Aber gehen wir einen Schritt zurück. Im Jahr 2017 hat die Volkshochschule Regensburg gemeinsam mit der Lebenshilfe vor Ort eine gemeinsame Initiative ins Rollen gebracht: Lernen im Sozialraum Inklusiv oder kurz LISI. Ein Antrag bei der Aktion Mensch wurde erfolgreich gestellt und ab 2019 wurde so eine Teilzeitstelle für die Koordination des Projekts bei der Lebenshilfe geschaffen.

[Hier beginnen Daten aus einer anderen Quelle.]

//! Orchestrator: runs every selected stream in order and writes Singer output.

use crate::auth::Authenticator;
use crate::catalog::{self, Catalog};
use crate::client::GraphqlClient;
use crate::config::TapConfig;
use crate::error::Result;
use crate::pagination::{PageSource, Paginator};
use crate::partition::{partitions_for, FanOut, Partition};
use crate::post_process::Record;
use crate::singer::SingerWriter;
use crate::streams::{all_streams, StreamDef};
use futures::TryStreamExt;
use serde_json::{json, Map, Value};
use std::io::Write;
use std::sync::Arc;
use tracing::{info, warn};

/// Outcome of one stream's sync.
#[derive(Clone, Debug, Default, PartialEq)]
pub struct StreamSummary {
    pub stream: String,
    pub records: usize,
    /// Records dropped because a primary key field was absent or null.
    pub missing_keys: usize,
    pub partitions: Vec<Partition>,
    pub skipped_partitions: Vec<Partition>,
}

#[derive(Clone, Debug, Default, PartialEq)]
pub struct SyncSummary {
    pub streams: Vec<StreamSummary>,
}

impl SyncSummary {
    pub fn total_records(&self) -> usize {
        self.streams.iter().map(|s| s.records).sum()
    }

    /// `STATE` value: the partitions each stream finished.
    pub fn state(&self) -> Value {
        let bookmarks: Map<String, Value> = self
            .streams
            .iter()
            .map(|s| {
                let partitions: Vec<Value> = s
                    .partitions
                    .iter()
                    .filter(|p| !s.skipped_partitions.contains(p))
                    .map(|p| Value::Object(p.key_fields()))
                    .collect();
                (s.stream.clone(), json!({ "partitions": partitions }))
            })
            .collect();
        json!({ "bookmarks": bookmarks })
    }
}

pub struct Tap {
    config: TapConfig,
    streams: Vec<StreamDef>,
    paginator: Paginator,
}

impl Tap {
    /// Wires the production authenticator and GraphQL client.
    pub fn from_config(config: TapConfig) -> Self {
        let tokens = Arc::new(Authenticator::new(&config));
        let client = Arc::new(GraphqlClient::new(&config, tokens));
        Self::new(config, client)
    }

    pub fn new(config: TapConfig, source: Arc<dyn PageSource>) -> Self {
        let paginator = Paginator::new(source, config.max_pages);
        Self {
            config,
            streams: all_streams(),
            paginator,
        }
    }

    pub fn streams(&self) -> &[StreamDef] {
        &self.streams
    }

    pub fn discover(&self) -> Catalog {
        catalog::discover(&self.streams)
    }

    /// Syncs every stream selected by `selection` (all streams when `None`),
    /// then writes a final `STATE`.
    pub async fn sync<W: Write>(
        &self,
        selection: Option<&Catalog>,
        writer: &mut SingerWriter<W>,
    ) -> Result<SyncSummary> {
        let mut summary = SyncSummary::default();

        for stream in &self.streams {
            if let Some(catalog) = selection {
                if !catalog.is_selected(stream.name) {
                    info!(stream = %stream.name, "Skipping unselected stream");
                    continue;
                }
            }
            summary.streams.push(self.sync_stream(stream, writer).await?);
        }

        writer.write_state(summary.state())?;
        writer.flush()?;

        info!(
            streams = summary.streams.len(),
            records = summary.total_records(),
            "Sync complete"
        );
        Ok(summary)
    }

    async fn sync_stream<W: Write>(
        &self,
        stream: &StreamDef,
        writer: &mut SingerWriter<W>,
    ) -> Result<StreamSummary> {
        let partitions = partitions_for(stream, &self.config)?;
        info!(stream = %stream.name, partitions = partitions.len(), "Beginning full table sync");

        writer.write_schema(stream.name, stream.schema(), stream.primary_keys)?;

        let fan_out = FanOut::new(&self.paginator, self.config.on_partition_error);
        let mut records = Box::pin(fan_out.run(stream, &partitions));
        let mut summary = StreamSummary {
            stream: stream.name.to_string(),
            ..Default::default()
        };

        while let Some(record) = records.try_next().await? {
            if let Some(key) = missing_key(stream, &record) {
                let record = Value::Object(record);
                warn!(
                    stream = %stream.name,
                    key = %key,
                    record = %record,
                    "Record is missing a primary key, not emitting"
                );
                summary.missing_keys += 1;
                continue;
            }
            writer.write_record(stream.name, &record)?;
            summary.records += 1;
        }
        drop(records);

        summary.skipped_partitions = fan_out.skipped();
        summary.partitions = partitions;

        info!(
            stream = %stream.name,
            records = summary.records,
            missing_keys = summary.missing_keys,
            skipped_partitions = summary.skipped_partitions.len(),
            "Stream sync complete"
        );
        Ok(summary)
    }
}

/// First primary key that is absent or null on `record`.
fn missing_key<'a>(stream: &'a StreamDef, record: &Record) -> Option<&'a str> {
    stream
        .primary_keys
        .iter()
        .copied()
        .find(|key| record.get(*key).map(Value::is_null).unwrap_or(true))
}
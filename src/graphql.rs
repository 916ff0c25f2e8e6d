//! GraphQL request bodies and response inspection.

use serde::Serialize;
use serde_json::{Map, Value};

/// JSON body posted to the GraphQL endpoint.
#[derive(Clone, Debug, PartialEq, Serialize)]
pub struct GraphqlRequest {
    pub query: String,
    pub variables: Map<String, Value>,
}

impl GraphqlRequest {
    /// Builds a request, keeping only the variables the query declares.
    pub fn new(query: &str, candidates: Map<String, Value>) -> Self {
        let declared = declared_variables(query);
        let variables = candidates
            .into_iter()
            .filter(|(name, _)| declared.iter().any(|d| d == name))
            .collect();
        Self {
            query: query.to_string(),
            variables,
        }
    }
}

/// Names of the variables declared in the operation header, in order.
///
/// `query Responses($project_id: ID!, $cursor: String) { ... }` yields
/// `["project_id", "cursor"]`. Anonymous operations declare none.
pub fn declared_variables(query: &str) -> Vec<String> {
    let body_start = query.find('{').unwrap_or(query.len());
    let header = &query[..body_start];
    let Some(open) = header.find('(') else {
        return Vec::new();
    };
    let close = header[open..]
        .find(')')
        .map(|i| open + i)
        .unwrap_or(header.len());

    header[open + 1..close]
        .split('$')
        .skip(1)
        .filter_map(|decl| decl.split(':').next())
        .map(|name| name.trim().to_string())
        .filter(|name| !name.is_empty())
        .collect()
}

/// Returns the `errors` array of a GraphQL response, if present and non-empty.
pub fn response_errors(body: &Value) -> Option<&Vec<Value>> {
    body.get("errors")
        .and_then(|e| e.as_array())
        .filter(|e| !e.is_empty())
}
//! Minimal JSONPath evaluator for record and cursor locations.
//!
//! Supported syntax: `$`, `.field`, `.*`, `['field']`, `[*]`, `[n]`, `[-n]`
//! and slices `[start:end]` with optional, possibly negative bounds.
//!
//! A field holding an explicit `null` is a match (the value is `null`); a
//! missing field is not.

use crate::error::{Result, TapError};
use serde_json::Value;

#[derive(Clone, Debug, PartialEq)]
enum Segment {
    Field(String),
    Wildcard,
    Index(i64),
    Slice(Option<i64>, Option<i64>),
}

/// A parsed path expression.
#[derive(Clone, Debug, PartialEq)]
pub struct JsonPath {
    segments: Vec<Segment>,
}

impl JsonPath {
    pub fn parse(expr: &str) -> Result<Self> {
        let invalid = |why: &str| TapError::Config(format!("invalid JSON path '{}': {}", expr, why));

        let rest = expr
            .trim()
            .strip_prefix('$')
            .ok_or_else(|| invalid("must start with '$'"))?;
        let chars: Vec<char> = rest.chars().collect();
        let mut segments = Vec::new();
        let mut i = 0;

        while i < chars.len() {
            match chars[i] {
                '.' => {
                    let start = i + 1;
                    let mut end = start;
                    while end < chars.len() && chars[end] != '.' && chars[end] != '[' {
                        end += 1;
                    }
                    let name: String = chars[start..end].iter().collect();
                    if name.is_empty() {
                        return Err(invalid("empty field name"));
                    }
                    segments.push(if name == "*" {
                        Segment::Wildcard
                    } else {
                        Segment::Field(name)
                    });
                    i = end;
                }
                '[' => {
                    let close = chars[i..]
                        .iter()
                        .position(|c| *c == ']')
                        .map(|p| i + p)
                        .ok_or_else(|| invalid("unclosed '['"))?;
                    let inner: String = chars[i + 1..close].iter().collect();
                    segments.push(parse_bracket(inner.trim()).ok_or_else(|| invalid("bad subscript"))?);
                    i = close + 1;
                }
                _ => return Err(invalid("expected '.' or '['")),
            }
        }

        Ok(Self { segments })
    }

    /// Returns every value the path matches, in document order.
    pub fn select<'a>(&self, root: &'a Value) -> Vec<&'a Value> {
        let mut current = vec![root];
        for segment in &self.segments {
            let mut next = Vec::new();
            for value in current {
                apply(segment, value, &mut next);
            }
            if next.is_empty() {
                return next;
            }
            current = next;
        }
        current
    }

    /// First match, if any.
    pub fn first<'a>(&self, root: &'a Value) -> Option<&'a Value> {
        self.select(root).into_iter().next()
    }
}

fn parse_bracket(inner: &str) -> Option<Segment> {
    if inner == "*" {
        return Some(Segment::Wildcard);
    }
    if let Some(quoted) = inner
        .strip_prefix('\'')
        .and_then(|s| s.strip_suffix('\''))
        .or_else(|| inner.strip_prefix('"').and_then(|s| s.strip_suffix('"')))
    {
        return Some(Segment::Field(quoted.to_string()));
    }
    if let Some((start, end)) = inner.split_once(':') {
        let bound = |s: &str| -> Option<Option<i64>> {
            let s = s.trim();
            if s.is_empty() {
                Some(None)
            } else {
                s.parse().ok().map(Some)
            }
        };
        return Some(Segment::Slice(bound(start)?, bound(end)?));
    }
    inner.parse().ok().map(Segment::Index)
}

fn apply<'a>(segment: &Segment, value: &'a Value, out: &mut Vec<&'a Value>) {
    match (segment, value) {
        (Segment::Field(name), Value::Object(map)) => {
            if let Some(v) = map.get(name) {
                out.push(v);
            }
        }
        (Segment::Wildcard, Value::Array(items)) => out.extend(items.iter()),
        (Segment::Wildcard, Value::Object(map)) => out.extend(map.values()),
        (Segment::Index(idx), Value::Array(items)) => {
            if let Some(i) = normalize(*idx, items.len()) {
                out.push(&items[i]);
            }
        }
        (Segment::Slice(start, end), Value::Array(items)) => {
            let len = items.len() as i64;
            let clamp = |b: i64| if b < 0 { (len + b).max(0) } else { b.min(len) };
            let from = start.map(clamp).unwrap_or(0);
            let to = end.map(clamp).unwrap_or(len);
            if from < to {
                out.extend(items[from as usize..to as usize].iter());
            }
        }
        _ => {}
    }
}

fn normalize(idx: i64, len: usize) -> Option<usize> {
    let len = len as i64;
    let i = if idx < 0 { len + idx } else { idx };
    (0..len).contains(&i).then_some(i as usize)
}
//! Partition fan-out.
//!
//! Project-scoped streams run the paginator once per configured project id,
//! in configuration order, and concatenate the results:
//!
//! ```text
//!  project_ids: [p1, p2, p3]
//!        │
//!        ├─ p1 ─▶ Paginator::extract ─▶ post_process ─┐
//!        ├─ p2 ─▶ Paginator::extract ─▶ post_process ─┼─▶ one record stream
//!        └─ p3 ─▶ Paginator::extract ─▶ post_process ─┘
//! ```
//!
//! A partition that fails with a request or truncation error either ends the
//! run ([`FailurePolicy::Abort`]) or is logged and skipped
//! ([`FailurePolicy::Skip`]). Other errors always end the run.

use crate::config::{FailurePolicy, TapConfig};
use crate::error::{Result, TapError};
use crate::pagination::Paginator;
use crate::post_process::{process, Record};
use crate::streams::StreamDef;
use futures::future;
use futures::stream::{self, Stream, StreamExt, TryStreamExt};
use serde_json::{json, Map, Value};
use std::fmt;
use std::sync::atomic::{AtomicBool, Ordering};
use std::sync::Mutex;
use tracing::{info, warn};

/// Record field and request variable carrying the partition key.
pub const PARTITION_KEY: &str = "project_id";

/// Page size request variable.
pub const BATCH_SIZE_VARIABLE: &str = "response_batch_size";

/// One unit of fan-out: a project id, or nothing for account-wide streams.
#[derive(Clone, Debug, PartialEq, Eq)]
pub struct Partition {
    pub project_id: Option<String>,
    pub response_batch_size: u32,
}

impl Partition {
    pub fn for_project(project_id: impl Into<String>, response_batch_size: u32) -> Self {
        Self {
            project_id: Some(project_id.into()),
            response_batch_size,
        }
    }

    pub fn unpartitioned(response_batch_size: u32) -> Self {
        Self {
            project_id: None,
            response_batch_size,
        }
    }

    /// Request variables contributed by this partition.
    pub fn context(&self) -> Map<String, Value> {
        let mut context = self.key_fields();
        context.insert(
            BATCH_SIZE_VARIABLE.to_string(),
            json!(self.response_batch_size),
        );
        context
    }

    /// Fields stamped onto every record of this partition.
    pub fn key_fields(&self) -> Map<String, Value> {
        let mut fields = Map::new();
        if let Some(id) = &self.project_id {
            fields.insert(PARTITION_KEY.to_string(), Value::String(id.clone()));
        }
        fields
    }
}

impl fmt::Display for Partition {
    fn fmt(&self, f: &mut fmt::Formatter<'_>) -> fmt::Result {
        match &self.project_id {
            Some(id) => write!(f, "{}={}", PARTITION_KEY, id),
            None => f.write_str("unpartitioned"),
        }
    }
}

/// Partitions a stream runs over.
///
/// A project-scoped stream with no configured project ids is a configuration
/// error rather than a silent no-op.
pub fn partitions_for(stream: &StreamDef, config: &TapConfig) -> Result<Vec<Partition>> {
    if !stream.partitioned {
        return Ok(vec![Partition::unpartitioned(config.response_batch_size)]);
    }

    let ids = config.project_ids.ids();
    if ids.is_empty() {
        return Err(TapError::Config(format!(
            "stream '{}' needs at least one project id in project_ids",
            stream.name
        )));
    }

    Ok(ids
        .into_iter()
        .map(|id| Partition::for_project(id, config.response_batch_size))
        .collect())
}

/// Runs a stream across its partitions under one failure policy.
pub struct FanOut<'a> {
    paginator: &'a Paginator,
    policy: FailurePolicy,
    skipped: Mutex<Vec<Partition>>,
    aborted: AtomicBool,
}

impl<'a> FanOut<'a> {
    pub fn new(paginator: &'a Paginator, policy: FailurePolicy) -> Self {
        Self {
            paginator,
            policy,
            skipped: Mutex::new(Vec::new()),
            aborted: AtomicBool::new(false),
        }
    }

    /// Post-processed records of every partition, in partition order.
    ///
    /// The stream ends after the first error it yields; no later partition is
    /// requested.
    pub fn run<'s>(
        &'s self,
        def: &'s StreamDef,
        partitions: &'s [Partition],
    ) -> impl Stream<Item = Result<Record>> + 's
    where
        'a: 's,
    {
        stream::iter(partitions)
            .take_while(move |_| future::ready(!self.aborted.load(Ordering::SeqCst)))
            .flat_map(move |partition| {
                info!(stream = %def.name, partition = %partition, "Extracting partition");
                self.paginator
                    .extract(def, partition)
                    .map_ok(move |raw| process(raw, partition))
                    .scan(false, move |done, item| {
                        if *done {
                            return future::ready(None);
                        }
                        future::ready(match item {
                            Err(e) if self.should_skip(&e) => {
                                warn!(
                                    stream = %def.name,
                                    partition = %partition,
                                    error = %e,
                                    "Skipping failed partition"
                                );
                                self.record_skip(partition);
                                None
                            }
                            Err(e) => {
                                self.aborted.store(true, Ordering::SeqCst);
                                *done = true;
                                Some(Err(e))
                            }
                            ok => Some(ok),
                        })
                    })
            })
    }

    /// Partitions dropped under [`FailurePolicy::Skip`], in the order they failed.
    pub fn skipped(&self) -> Vec<Partition> {
        self.skipped
            .lock()
            .map(|s| s.clone())
            .unwrap_or_default()
    }

    fn should_skip(&self, err: &TapError) -> bool {
        self.policy == FailurePolicy::Skip && err.is_partition_scoped()
    }

    fn record_skip(&self, partition: &Partition) {
        if let Ok(mut skipped) = self.skipped.lock() {
            skipped.push(partition.clone());
        }
    }
}
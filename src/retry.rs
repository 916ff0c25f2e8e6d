//! Retry policy for transient HTTP failures.
//!
//! Only connection errors, timeouts and 500/502/503/504 responses count as
//! transient. Every other status is handed back to the caller on the first
//! attempt so it can be reported with its body.

use reqwest::{RequestBuilder, Response, StatusCode};
use serde::Deserialize;
use std::time::Duration;
use tracing::warn;

/// Bounded exponential backoff.
#[derive(Clone, Debug, PartialEq, Eq, Deserialize)]
pub struct RetryPolicy {
    /// Total attempts including the first one. `1` disables retries.
    #[serde(default = "default_max_attempts")]
    pub max_attempts: u32,
    /// Delay before the second attempt; doubles on each further attempt.
    #[serde(default = "default_backoff_ms")]
    pub backoff_ms: u64,
    #[serde(default = "default_max_backoff_ms")]
    pub max_backoff_ms: u64,
}

fn default_max_attempts() -> u32 {
    1
}

fn default_backoff_ms() -> u64 {
    1_000
}

fn default_max_backoff_ms() -> u64 {
    30_000
}

impl Default for RetryPolicy {
    fn default() -> Self {
        Self {
            max_attempts: default_max_attempts(),
            backoff_ms: default_backoff_ms(),
            max_backoff_ms: default_max_backoff_ms(),
        }
    }
}

impl RetryPolicy {
    /// Delay to wait after failed attempt number `attempt` (1-based).
    pub fn delay_after(&self, attempt: u32) -> Duration {
        let factor = 1u64
            .checked_shl(attempt.saturating_sub(1))
            .unwrap_or(u64::MAX);
        Duration::from_millis(self.backoff_ms.saturating_mul(factor).min(self.max_backoff_ms))
    }
}

/// Returns true for statuses worth retrying.
pub fn is_transient_status(status: StatusCode) -> bool {
    matches!(
        status,
        StatusCode::INTERNAL_SERVER_ERROR
            | StatusCode::BAD_GATEWAY
            | StatusCode::SERVICE_UNAVAILABLE
            | StatusCode::GATEWAY_TIMEOUT
    )
}

/// Sends the request built by `build`, retrying transient failures per `policy`.
///
/// When retries are exhausted on a transient status the last response is
/// returned as-is, so the caller still sees the status and body.
pub async fn send_with_retry<F>(
    policy: &RetryPolicy,
    target: &str,
    mut build: F,
) -> Result<Response, reqwest::Error>
where
    F: FnMut() -> RequestBuilder,
{
    let max_attempts = policy.max_attempts.max(1);
    let mut attempt = 1;

    loop {
        let more = attempt < max_attempts;
        match build().send().await {
            Ok(response) if more && is_transient_status(response.status()) => {
                warn!(
                    target_url = %target,
                    attempt,
                    max_attempts,
                    status = %response.status(),
                    "Transient HTTP status, will retry"
                );
            }
            Ok(response) => return Ok(response),
            Err(e) if more && (e.is_connect() || e.is_timeout()) => {
                warn!(
                    target_url = %target,
                    attempt,
                    max_attempts,
                    error = %e,
                    "HTTP request failed, will retry"
                );
            }
            Err(e) => return Err(e),
        }

        tokio::time::sleep(policy.delay_after(attempt)).await;
        attempt += 1;
    }
}

#[cfg(test)]
mod tests {
    use super::*;
    use mockito::Server;

    fn fast_policy(max_attempts: u32) -> RetryPolicy {
        RetryPolicy {
            max_attempts,
            backoff_ms: 1,
            max_backoff_ms: 5,
        }
    }

    #[test]
    fn test_delay_doubles_and_caps() {
        let policy = RetryPolicy {
            max_attempts: 10,
            backoff_ms: 100,
            max_backoff_ms: 1_000,
        };
        assert_eq!(policy.delay_after(1), Duration::from_millis(100));
        assert_eq!(policy.delay_after(2), Duration::from_millis(200));
        assert_eq!(policy.delay_after(3), Duration::from_millis(400));
        assert_eq!(policy.delay_after(5), Duration::from_millis(1_000));
        assert_eq!(policy.delay_after(200), Duration::from_millis(1_000));
    }

    #[test]
    fn test_transient_statuses() {
        assert!(is_transient_status(StatusCode::SERVICE_UNAVAILABLE));
        assert!(is_transient_status(StatusCode::GATEWAY_TIMEOUT));
        assert!(!is_transient_status(StatusCode::UNAUTHORIZED));
        assert!(!is_transient_status(StatusCode::NOT_IMPLEMENTED));
    }

    #[tokio::test]
    async fn test_retries_transient_until_exhausted() {
        let mut server = Server::new_async().await;
        let mock = server
            .mock("POST", "/flaky")
            .with_status(503)
            .with_body("try later")
            .expect(3)
            .create_async()
            .await;

        let client = reqwest::Client::new();
        let url = format!("{}/flaky", server.url());
        let response = send_with_retry(&fast_policy(3), &url, || client.post(&url))
            .await
            .unwrap();

        assert_eq!(response.status(), StatusCode::SERVICE_UNAVAILABLE);
        mock.assert_async().await;
    }

    #[tokio::test]
    async fn test_client_error_not_retried() {
        let mut server = Server::new_async().await;
        let mock = server
            .mock("POST", "/denied")
            .with_status(401)
            .expect(1)
            .create_async()
            .await;

        let client = reqwest::Client::new();
        let url = format!("{}/denied", server.url());
        let response = send_with_retry(&fast_policy(5), &url, || client.post(&url))
            .await
            .unwrap();

        assert_eq!(response.status(), StatusCode::UNAUTHORIZED);
        mock.assert_async().await;
    }

    #[tokio::test]
    async fn test_single_attempt_policy() {
        let mut server = Server::new_async().await;
        let mock = server
            .mock("POST", "/once")
            .with_status(500)
            .expect(1)
            .create_async()
            .await;

        let client = reqwest::Client::new();
        let url = format!("{}/once", server.url());
        let response = send_with_retry(&RetryPolicy::default(), &url, || client.post(&url))
            .await
            .unwrap();

        assert_eq!(response.status(), StatusCode::INTERNAL_SERVER_ERROR);
        mock.assert_async().await;
    }
}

Das erklärte Ziel war es, Barrieren abzubauen: man denkt zunächst an die räumliche Zugänglichkeit zu Lernorten, aber genauso wichtig ist es, die mentalen Barrieren abzutragen, die durch Ausschreibung und Anmeldung gerade für die oben beschriebene Zielgruppe besteht. Warum sind so gut wie keine Menschen mit Lernschwierigkeiten in unseren Kursen vertreten, auch wenn sie bei vielen Formaten gerade im Bewegungs- und kreativen Bereich gut teilnehmen könnten? Und Hand aufs Herz: sind viele unserer Ausschreibungstexte nicht viel zu akademisch und zu komplex, damit sie Menschen ohne höhere Schulbildung verstehen können?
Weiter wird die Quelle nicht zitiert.